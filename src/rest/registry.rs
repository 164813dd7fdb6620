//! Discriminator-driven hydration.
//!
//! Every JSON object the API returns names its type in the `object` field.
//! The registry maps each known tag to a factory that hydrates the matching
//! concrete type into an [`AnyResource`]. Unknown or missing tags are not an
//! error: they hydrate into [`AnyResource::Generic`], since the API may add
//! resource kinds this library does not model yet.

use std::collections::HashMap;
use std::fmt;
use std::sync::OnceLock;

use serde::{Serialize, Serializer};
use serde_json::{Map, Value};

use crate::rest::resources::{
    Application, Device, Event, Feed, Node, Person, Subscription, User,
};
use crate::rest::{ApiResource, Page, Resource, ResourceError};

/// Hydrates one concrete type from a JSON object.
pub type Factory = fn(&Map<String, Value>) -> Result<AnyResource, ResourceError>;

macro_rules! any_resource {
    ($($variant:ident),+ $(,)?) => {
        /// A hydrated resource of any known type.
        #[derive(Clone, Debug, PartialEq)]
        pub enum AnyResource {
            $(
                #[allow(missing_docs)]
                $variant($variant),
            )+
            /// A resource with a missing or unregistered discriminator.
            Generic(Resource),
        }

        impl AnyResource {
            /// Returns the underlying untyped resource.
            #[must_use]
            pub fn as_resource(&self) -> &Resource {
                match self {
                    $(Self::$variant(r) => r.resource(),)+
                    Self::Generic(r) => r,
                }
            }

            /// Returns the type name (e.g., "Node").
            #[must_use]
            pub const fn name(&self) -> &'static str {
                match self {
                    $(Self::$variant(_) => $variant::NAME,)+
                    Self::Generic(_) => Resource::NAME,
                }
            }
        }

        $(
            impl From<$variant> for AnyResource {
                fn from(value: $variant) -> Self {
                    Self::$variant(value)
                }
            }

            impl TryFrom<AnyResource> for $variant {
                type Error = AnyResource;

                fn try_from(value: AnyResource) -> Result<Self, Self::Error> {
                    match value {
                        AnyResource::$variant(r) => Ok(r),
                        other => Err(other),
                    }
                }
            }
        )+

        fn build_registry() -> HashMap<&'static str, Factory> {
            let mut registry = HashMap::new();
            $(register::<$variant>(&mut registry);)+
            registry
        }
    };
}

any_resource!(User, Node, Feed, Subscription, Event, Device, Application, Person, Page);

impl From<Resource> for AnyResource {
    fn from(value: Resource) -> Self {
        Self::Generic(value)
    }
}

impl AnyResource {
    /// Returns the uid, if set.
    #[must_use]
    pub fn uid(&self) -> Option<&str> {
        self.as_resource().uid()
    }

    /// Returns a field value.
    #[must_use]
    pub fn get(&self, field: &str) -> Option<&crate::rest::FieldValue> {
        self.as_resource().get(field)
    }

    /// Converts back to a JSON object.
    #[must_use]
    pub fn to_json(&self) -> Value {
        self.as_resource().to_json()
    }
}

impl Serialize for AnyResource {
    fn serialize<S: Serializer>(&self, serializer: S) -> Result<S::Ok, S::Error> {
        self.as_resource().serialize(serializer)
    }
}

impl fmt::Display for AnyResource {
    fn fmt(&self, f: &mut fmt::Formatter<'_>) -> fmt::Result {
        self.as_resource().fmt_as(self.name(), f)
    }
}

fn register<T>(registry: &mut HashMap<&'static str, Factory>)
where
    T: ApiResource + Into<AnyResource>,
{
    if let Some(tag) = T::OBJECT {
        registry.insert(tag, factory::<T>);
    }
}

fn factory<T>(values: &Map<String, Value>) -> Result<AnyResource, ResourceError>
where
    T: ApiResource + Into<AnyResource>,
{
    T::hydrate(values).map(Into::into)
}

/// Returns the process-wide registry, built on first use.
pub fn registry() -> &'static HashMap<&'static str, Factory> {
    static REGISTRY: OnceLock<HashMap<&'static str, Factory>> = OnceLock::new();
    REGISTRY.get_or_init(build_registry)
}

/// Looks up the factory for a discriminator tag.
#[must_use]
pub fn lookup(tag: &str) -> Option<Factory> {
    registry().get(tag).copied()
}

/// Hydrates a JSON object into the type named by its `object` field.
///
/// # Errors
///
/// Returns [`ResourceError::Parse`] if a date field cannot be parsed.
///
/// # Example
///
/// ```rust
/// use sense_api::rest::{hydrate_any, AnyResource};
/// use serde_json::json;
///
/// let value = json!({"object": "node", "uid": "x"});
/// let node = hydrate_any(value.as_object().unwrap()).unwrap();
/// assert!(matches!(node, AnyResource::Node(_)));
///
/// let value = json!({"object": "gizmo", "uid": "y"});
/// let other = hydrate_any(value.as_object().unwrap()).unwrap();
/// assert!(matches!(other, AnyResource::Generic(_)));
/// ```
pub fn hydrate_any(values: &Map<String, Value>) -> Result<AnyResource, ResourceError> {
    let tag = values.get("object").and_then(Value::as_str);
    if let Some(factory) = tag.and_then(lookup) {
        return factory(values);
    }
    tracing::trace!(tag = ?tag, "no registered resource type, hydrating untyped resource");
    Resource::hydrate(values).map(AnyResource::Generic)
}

....

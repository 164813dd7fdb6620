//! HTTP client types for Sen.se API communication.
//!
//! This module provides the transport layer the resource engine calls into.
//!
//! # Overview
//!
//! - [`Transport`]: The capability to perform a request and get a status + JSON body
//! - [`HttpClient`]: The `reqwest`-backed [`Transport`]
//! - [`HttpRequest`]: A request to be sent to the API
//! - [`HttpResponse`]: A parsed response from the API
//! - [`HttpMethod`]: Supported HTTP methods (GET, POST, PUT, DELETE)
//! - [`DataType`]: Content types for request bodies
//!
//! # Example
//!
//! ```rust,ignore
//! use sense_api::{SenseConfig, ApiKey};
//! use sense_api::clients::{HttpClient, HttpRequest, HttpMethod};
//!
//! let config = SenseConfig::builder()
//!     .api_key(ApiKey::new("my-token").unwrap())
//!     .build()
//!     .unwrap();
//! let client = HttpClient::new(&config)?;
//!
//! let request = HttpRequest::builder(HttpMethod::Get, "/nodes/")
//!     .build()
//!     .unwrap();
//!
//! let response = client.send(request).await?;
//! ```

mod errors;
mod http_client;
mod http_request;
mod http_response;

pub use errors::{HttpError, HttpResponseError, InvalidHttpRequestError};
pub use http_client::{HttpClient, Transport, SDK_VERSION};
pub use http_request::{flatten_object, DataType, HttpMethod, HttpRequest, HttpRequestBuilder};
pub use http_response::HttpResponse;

....

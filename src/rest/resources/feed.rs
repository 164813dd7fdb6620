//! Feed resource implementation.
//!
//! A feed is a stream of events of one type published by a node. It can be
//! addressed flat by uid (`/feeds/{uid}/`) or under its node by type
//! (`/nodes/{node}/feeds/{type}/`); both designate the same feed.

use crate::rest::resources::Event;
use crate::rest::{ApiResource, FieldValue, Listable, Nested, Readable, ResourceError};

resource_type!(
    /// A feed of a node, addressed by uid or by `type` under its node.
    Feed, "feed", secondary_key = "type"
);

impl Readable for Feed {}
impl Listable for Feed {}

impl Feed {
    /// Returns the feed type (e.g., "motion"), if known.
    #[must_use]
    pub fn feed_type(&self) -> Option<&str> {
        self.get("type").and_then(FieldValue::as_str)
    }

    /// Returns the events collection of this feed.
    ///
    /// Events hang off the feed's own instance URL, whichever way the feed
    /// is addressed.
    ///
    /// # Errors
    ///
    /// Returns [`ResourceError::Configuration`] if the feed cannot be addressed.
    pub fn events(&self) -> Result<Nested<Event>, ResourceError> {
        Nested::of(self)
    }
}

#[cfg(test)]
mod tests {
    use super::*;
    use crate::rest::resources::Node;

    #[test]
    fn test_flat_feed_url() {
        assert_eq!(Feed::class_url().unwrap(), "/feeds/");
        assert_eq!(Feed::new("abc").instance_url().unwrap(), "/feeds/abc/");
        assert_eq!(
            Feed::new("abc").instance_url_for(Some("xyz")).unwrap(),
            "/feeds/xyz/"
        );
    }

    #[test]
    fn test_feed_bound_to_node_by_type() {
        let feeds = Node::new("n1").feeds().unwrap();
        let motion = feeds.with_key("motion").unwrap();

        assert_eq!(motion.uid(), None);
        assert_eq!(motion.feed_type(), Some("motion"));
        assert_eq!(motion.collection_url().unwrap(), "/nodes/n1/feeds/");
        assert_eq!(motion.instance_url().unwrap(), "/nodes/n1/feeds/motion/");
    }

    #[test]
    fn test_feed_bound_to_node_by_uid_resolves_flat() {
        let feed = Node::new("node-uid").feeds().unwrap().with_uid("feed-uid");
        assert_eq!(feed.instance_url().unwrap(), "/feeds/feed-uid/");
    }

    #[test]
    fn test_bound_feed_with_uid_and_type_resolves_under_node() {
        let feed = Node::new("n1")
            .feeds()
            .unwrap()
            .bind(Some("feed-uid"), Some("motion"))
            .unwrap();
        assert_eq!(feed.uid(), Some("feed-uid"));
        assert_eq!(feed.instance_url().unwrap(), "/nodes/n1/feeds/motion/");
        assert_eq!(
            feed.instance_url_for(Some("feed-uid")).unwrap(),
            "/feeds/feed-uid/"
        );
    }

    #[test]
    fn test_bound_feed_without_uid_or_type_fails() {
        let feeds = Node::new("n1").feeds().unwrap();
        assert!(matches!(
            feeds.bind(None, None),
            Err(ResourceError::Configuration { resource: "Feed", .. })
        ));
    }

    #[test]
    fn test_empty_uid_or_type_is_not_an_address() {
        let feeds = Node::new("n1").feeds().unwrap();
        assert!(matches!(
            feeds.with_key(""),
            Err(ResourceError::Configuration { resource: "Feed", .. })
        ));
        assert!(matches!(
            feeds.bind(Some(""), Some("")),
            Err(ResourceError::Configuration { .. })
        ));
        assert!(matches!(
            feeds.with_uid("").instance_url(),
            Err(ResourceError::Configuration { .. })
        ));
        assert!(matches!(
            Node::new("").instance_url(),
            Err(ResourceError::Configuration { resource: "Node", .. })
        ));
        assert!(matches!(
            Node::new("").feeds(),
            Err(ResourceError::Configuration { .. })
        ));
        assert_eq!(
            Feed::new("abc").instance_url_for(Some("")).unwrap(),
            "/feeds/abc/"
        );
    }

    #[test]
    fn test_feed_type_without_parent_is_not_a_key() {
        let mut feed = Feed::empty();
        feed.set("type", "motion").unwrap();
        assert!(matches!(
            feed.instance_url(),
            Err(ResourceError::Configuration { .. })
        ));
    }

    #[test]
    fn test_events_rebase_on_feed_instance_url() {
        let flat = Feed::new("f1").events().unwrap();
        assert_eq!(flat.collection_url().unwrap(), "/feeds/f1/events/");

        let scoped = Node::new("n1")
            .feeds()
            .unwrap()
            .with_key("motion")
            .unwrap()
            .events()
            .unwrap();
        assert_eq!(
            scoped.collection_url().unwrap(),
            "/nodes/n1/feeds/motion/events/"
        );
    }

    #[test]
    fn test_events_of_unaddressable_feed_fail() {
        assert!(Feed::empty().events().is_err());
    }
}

....

▶ _What is expected_
Select every line above that contains the word "motion", and copy it.

▶ _Task result_
    /// Returns the feed type (e.g., "motion"), if known.
        let motion = feeds.with_key("motion").unwrap();
        assert_eq!(motion.uid(), None);
        assert_eq!(motion.feed_type(), Some("motion"));
        assert_eq!(motion.collection_url().unwrap(), "/nodes/n1/feeds/");
        assert_eq!(motion.instance_url().unwrap(), "/nodes/n1/feeds/motion/");
            .bind(Some("feed-uid"), Some("motion"))
        assert_eq!(feed.instance_url().unwrap(), "/nodes/n1/feeds/motion/");
        feed.set("type", "motion").unwrap();
            .with_key("motion")
            "/nodes/n1/feeds/motion/events/"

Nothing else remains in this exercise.